▶ _WORK TO COMPLETE_: Write the listing below again, word for word.
*** Opening SOURCE DATA ***
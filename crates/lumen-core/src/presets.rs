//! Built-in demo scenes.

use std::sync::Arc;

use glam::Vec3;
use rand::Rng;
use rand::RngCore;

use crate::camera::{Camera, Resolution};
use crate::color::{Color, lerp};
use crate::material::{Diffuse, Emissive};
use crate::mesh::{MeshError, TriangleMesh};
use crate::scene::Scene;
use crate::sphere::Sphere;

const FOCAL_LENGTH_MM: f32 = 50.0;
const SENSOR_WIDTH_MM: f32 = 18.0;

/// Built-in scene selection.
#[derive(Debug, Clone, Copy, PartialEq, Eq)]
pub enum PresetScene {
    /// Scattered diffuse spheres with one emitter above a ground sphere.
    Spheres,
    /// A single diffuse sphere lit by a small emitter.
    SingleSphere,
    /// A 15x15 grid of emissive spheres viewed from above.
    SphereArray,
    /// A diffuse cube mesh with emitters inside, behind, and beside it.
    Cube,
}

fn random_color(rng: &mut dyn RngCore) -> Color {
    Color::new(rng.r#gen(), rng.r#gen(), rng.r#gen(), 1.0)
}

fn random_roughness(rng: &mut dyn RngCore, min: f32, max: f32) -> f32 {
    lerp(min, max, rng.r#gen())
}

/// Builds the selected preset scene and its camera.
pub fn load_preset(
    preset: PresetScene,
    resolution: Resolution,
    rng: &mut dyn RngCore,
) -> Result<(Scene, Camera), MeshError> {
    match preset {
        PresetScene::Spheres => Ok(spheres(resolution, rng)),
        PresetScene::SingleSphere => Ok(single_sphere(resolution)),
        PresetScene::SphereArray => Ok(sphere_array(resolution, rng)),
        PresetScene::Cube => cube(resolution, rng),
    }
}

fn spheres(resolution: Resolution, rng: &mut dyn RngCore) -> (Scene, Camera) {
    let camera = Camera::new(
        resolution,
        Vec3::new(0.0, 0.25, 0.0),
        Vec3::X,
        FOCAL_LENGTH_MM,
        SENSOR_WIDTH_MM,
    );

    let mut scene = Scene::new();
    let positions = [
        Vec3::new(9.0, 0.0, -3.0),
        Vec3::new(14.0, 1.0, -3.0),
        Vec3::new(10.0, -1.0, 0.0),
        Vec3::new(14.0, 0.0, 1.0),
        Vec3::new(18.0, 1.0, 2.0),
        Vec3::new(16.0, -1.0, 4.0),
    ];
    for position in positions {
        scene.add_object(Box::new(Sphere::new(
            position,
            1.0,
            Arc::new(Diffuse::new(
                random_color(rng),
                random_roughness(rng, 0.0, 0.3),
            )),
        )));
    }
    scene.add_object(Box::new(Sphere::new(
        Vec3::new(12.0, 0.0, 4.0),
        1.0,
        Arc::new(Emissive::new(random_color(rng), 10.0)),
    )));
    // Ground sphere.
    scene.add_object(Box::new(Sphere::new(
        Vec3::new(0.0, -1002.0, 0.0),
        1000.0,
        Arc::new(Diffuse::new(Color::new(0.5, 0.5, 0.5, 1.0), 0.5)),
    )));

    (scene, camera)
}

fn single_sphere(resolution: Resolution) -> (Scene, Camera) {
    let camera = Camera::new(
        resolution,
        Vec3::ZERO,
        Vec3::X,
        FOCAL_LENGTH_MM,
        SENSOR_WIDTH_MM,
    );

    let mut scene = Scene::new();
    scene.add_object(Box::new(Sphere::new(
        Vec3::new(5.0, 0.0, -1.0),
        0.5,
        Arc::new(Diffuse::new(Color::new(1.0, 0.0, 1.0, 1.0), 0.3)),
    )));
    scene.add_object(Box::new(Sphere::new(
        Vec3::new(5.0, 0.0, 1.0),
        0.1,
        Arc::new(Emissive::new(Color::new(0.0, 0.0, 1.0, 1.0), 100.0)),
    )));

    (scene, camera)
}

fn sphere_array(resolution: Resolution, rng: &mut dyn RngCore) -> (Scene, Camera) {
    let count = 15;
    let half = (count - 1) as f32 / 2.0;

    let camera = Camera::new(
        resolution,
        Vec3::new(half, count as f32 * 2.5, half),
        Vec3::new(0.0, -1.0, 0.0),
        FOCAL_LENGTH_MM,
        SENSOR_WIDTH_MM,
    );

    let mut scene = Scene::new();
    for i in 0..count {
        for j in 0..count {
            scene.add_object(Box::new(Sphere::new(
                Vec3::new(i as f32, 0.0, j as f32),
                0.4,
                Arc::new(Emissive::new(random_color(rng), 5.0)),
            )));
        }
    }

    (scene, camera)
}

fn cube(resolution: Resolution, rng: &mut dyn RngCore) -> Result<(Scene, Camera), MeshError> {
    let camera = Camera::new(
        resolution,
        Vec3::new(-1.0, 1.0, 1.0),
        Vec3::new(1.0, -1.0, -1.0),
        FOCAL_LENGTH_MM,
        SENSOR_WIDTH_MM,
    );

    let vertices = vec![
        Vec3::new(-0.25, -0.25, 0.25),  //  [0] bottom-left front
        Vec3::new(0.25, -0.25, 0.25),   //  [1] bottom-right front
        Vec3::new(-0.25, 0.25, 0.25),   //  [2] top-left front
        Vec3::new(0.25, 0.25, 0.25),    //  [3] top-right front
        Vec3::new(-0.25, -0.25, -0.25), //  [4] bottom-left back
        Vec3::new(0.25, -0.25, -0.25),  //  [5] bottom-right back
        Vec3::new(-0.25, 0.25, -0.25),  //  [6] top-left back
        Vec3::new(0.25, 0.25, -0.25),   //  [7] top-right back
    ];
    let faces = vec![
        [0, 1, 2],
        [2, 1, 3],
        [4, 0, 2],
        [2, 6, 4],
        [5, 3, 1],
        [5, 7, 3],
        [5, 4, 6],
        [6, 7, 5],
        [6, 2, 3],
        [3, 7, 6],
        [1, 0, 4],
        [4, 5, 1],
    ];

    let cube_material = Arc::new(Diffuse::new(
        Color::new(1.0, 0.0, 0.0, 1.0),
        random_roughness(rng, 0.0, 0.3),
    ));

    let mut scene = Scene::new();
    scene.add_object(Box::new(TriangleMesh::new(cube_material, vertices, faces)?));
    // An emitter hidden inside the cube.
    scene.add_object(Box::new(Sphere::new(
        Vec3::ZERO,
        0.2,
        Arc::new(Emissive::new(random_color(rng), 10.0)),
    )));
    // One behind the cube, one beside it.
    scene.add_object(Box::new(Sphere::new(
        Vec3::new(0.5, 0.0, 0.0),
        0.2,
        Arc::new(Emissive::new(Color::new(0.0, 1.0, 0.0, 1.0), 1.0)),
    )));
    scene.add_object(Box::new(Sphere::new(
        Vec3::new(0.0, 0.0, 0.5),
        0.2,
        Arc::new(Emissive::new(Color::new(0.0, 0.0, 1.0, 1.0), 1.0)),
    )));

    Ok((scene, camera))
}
*** Closing SOURCE DATA ***
▶ _SOLUTION_:
filename crates/lumen-core/src/presets.rs
//! Built-in demo scenes.

use std::sync::Arc;

use glam::Vec3;
use rand::Rng;
use rand::RngCore;

use crate::camera::{Camera, Resolution};
use crate::color::{Color, lerp};
use crate::material::{Diffuse, Emissive};
use crate::mesh::{MeshError, TriangleMesh};
use crate::scene::Scene;
use crate::sphere::Sphere;

const FOCAL_LENGTH_MM: f32 = 50.0;
const SENSOR_WIDTH_MM: f32 = 18.0;

/// Built-in scene selection.
#[derive(Debug, Clone, Copy, PartialEq, Eq)]
pub enum PresetScene {
    /// Scattered diffuse spheres with one emitter above a ground sphere.
    Spheres,
    /// A single diffuse sphere lit by a small emitter.
    SingleSphere,
    /// A 15x15 grid of emissive spheres viewed from above.
    SphereArray,
    /// A diffuse cube mesh with emitters inside, behind, and beside it.
    Cube,
}

fn random_color(rng: &mut dyn RngCore) -> Color {
    Color::new(rng.r#gen(), rng.r#gen(), rng.r#gen(), 1.0)
}

fn random_roughness(rng: &mut dyn RngCore, min: f32, max: f32) -> f32 {
    lerp(min, max, rng.r#gen())
}

/// Builds the selected preset scene and its camera.
pub fn load_preset(
    preset: PresetScene,
    resolution: Resolution,
    rng: &mut dyn RngCore,
) -> Result<(Scene, Camera), MeshError> {
    match preset {
        PresetScene::Spheres => Ok(spheres(resolution, rng)),
        PresetScene::SingleSphere => Ok(single_sphere(resolution)),
        PresetScene::SphereArray => Ok(sphere_array(resolution, rng)),
        PresetScene::Cube => cube(resolution, rng),
    }
}

fn spheres(resolution: Resolution, rng: &mut dyn RngCore) -> (Scene, Camera) {
    let camera = Camera::new(
        resolution,
        Vec3::new(0.0, 0.25, 0.0),
        Vec3::X,
        FOCAL_LENGTH_MM,
        SENSOR_WIDTH_MM,
    );

    let mut scene = Scene::new();
    let positions = [
        Vec3::new(9.0, 0.0, -3.0),
        Vec3::new(14.0, 1.0, -3.0),
        Vec3::new(10.0, -1.0, 0.0),
        Vec3::new(14.0, 0.0, 1.0),
        Vec3::new(18.0, 1.0, 2.0),
        Vec3::new(16.0, -1.0, 4.0),
    ];
    for position in positions {
        scene.add_object(Box::new(Sphere::new(
            position,
            1.0,
            Arc::new(Diffuse::new(
                random_color(rng),
                random_roughness(rng, 0.0, 0.3),
            )),
        )));
    }
    scene.add_object(Box::new(Sphere::new(
        Vec3::new(12.0, 0.0, 4.0),
        1.0,
        Arc::new(Emissive::new(random_color(rng), 10.0)),
    )));
    // Ground sphere.
    scene.add_object(Box::new(Sphere::new(
        Vec3::new(0.0, -1002.0, 0.0),
        1000.0,
        Arc::new(Diffuse::new(Color::new(0.5, 0.5, 0.5, 1.0), 0.5)),
    )));

    (scene, camera)
}

fn single_sphere(resolution: Resolution) -> (Scene, Camera) {
    let camera = Camera::new(
        resolution,
        Vec3::ZERO,
        Vec3::X,
        FOCAL_LENGTH_MM,
        SENSOR_WIDTH_MM,
    );

    let mut scene = Scene::new();
    scene.add_object(Box::new(Sphere::new(
        Vec3::new(5.0, 0.0, -1.0),
        0.5,
        Arc::new(Diffuse::new(Color::new(1.0, 0.0, 1.0, 1.0), 0.3)),
    )));
    scene.add_object(Box::new(Sphere::new(
        Vec3::new(5.0, 0.0, 1.0),
        0.1,
        Arc::new(Emissive::new(Color::new(0.0, 0.0, 1.0, 1.0), 100.0)),
    )));

    (scene, camera)
}

fn sphere_array(resolution: Resolution, rng: &mut dyn RngCore) -> (Scene, Camera) {
    let count = 15;
    let half = (count - 1) as f32 / 2.0;

    let camera = Camera::new(
        resolution,
        Vec3::new(half, count as f32 * 2.5, half),
        Vec3::new(0.0, -1.0, 0.0),
        FOCAL_LENGTH_MM,
        SENSOR_WIDTH_MM,
    );

    let mut scene = Scene::new();
    for i in 0..count {
        for j in 0..count {
            scene.add_object(Box::new(Sphere::new(
                Vec3::new(i as f32, 0.0, j as f32),
                0.4,
                Arc::new(Emissive::new(random_color(rng), 5.0)),
            )));
        }
    }

    (scene, camera)
}

fn cube(resolution: Resolution, rng: &mut dyn RngCore) -> Result<(Scene, Camera), MeshError> {
    let camera = Camera::new(
        resolution,
        Vec3::new(-1.0, 1.0, 1.0),
        Vec3::new(1.0, -1.0, -1.0),
        FOCAL_LENGTH_MM,
        SENSOR_WIDTH_MM,
    );

    let vertices = vec![
        Vec3::new(-0.25, -0.25, 0.25),  //  [0] bottom-left front
        Vec3::new(0.25, -0.25, 0.25),   //  [1] bottom-right front
        Vec3::new(-0.25, 0.25, 0.25),   //  [2] top-left front
        Vec3::new(0.25, 0.25, 0.25),    //  [3] top-right front
        Vec3::new(-0.25, -0.25, -0.25), //  [4] bottom-left back
        Vec3::new(0.25, -0.25, -0.25),  //  [5] bottom-right back
        Vec3::new(-0.25, 0.25, -0.25),  //  [6] top-left back
        Vec3::new(0.25, 0.25, -0.25),   //  [7] top-right back
    ];
    let faces = vec![
        [0, 1, 2],
        [2, 1, 3],
        [4, 0, 2],
        [2, 6, 4],
        [5, 3, 1],
        [5, 7, 3],
        [5, 4, 6],
        [6, 7, 5],
        [6, 2, 3],
        [3, 7, 6],
        [1, 0, 4],
        [4, 5, 1],
    ];

    let cube_material = Arc::new(Diffuse::new(
        Color::new(1.0, 0.0, 0.0, 1.0),
        random_roughness(rng, 0.0, 0.3),
    ));

    let mut scene = Scene::new();
    scene.add_object(Box::new(TriangleMesh::new(cube_material, vertices, faces)?));
    // An emitter hidden inside the cube.
    scene.add_object(Box::new(Sphere::new(
        Vec3::ZERO,
        0.2,
        Arc::new(Emissive::new(random_color(rng), 10.0)),
    )));
    // One behind the cube, one beside it.
    scene.add_object(Box::new(Sphere::new(
        Vec3::new(0.5, 0.0, 0.0),
        0.2,
        Arc::new(Emissive::new(Color::new(0.0, 1.0, 0.0, 1.0), 1.0)),
    )));
    scene.add_object(Box::new(Sphere::new(
        Vec3::new(0.0, 0.0, 0.5),
        0.2,
        Arc::new(Emissive::new(Color::new(0.0, 0.0, 1.0, 1.0), 1.0)),
    )));

    Ok((scene, camera))
}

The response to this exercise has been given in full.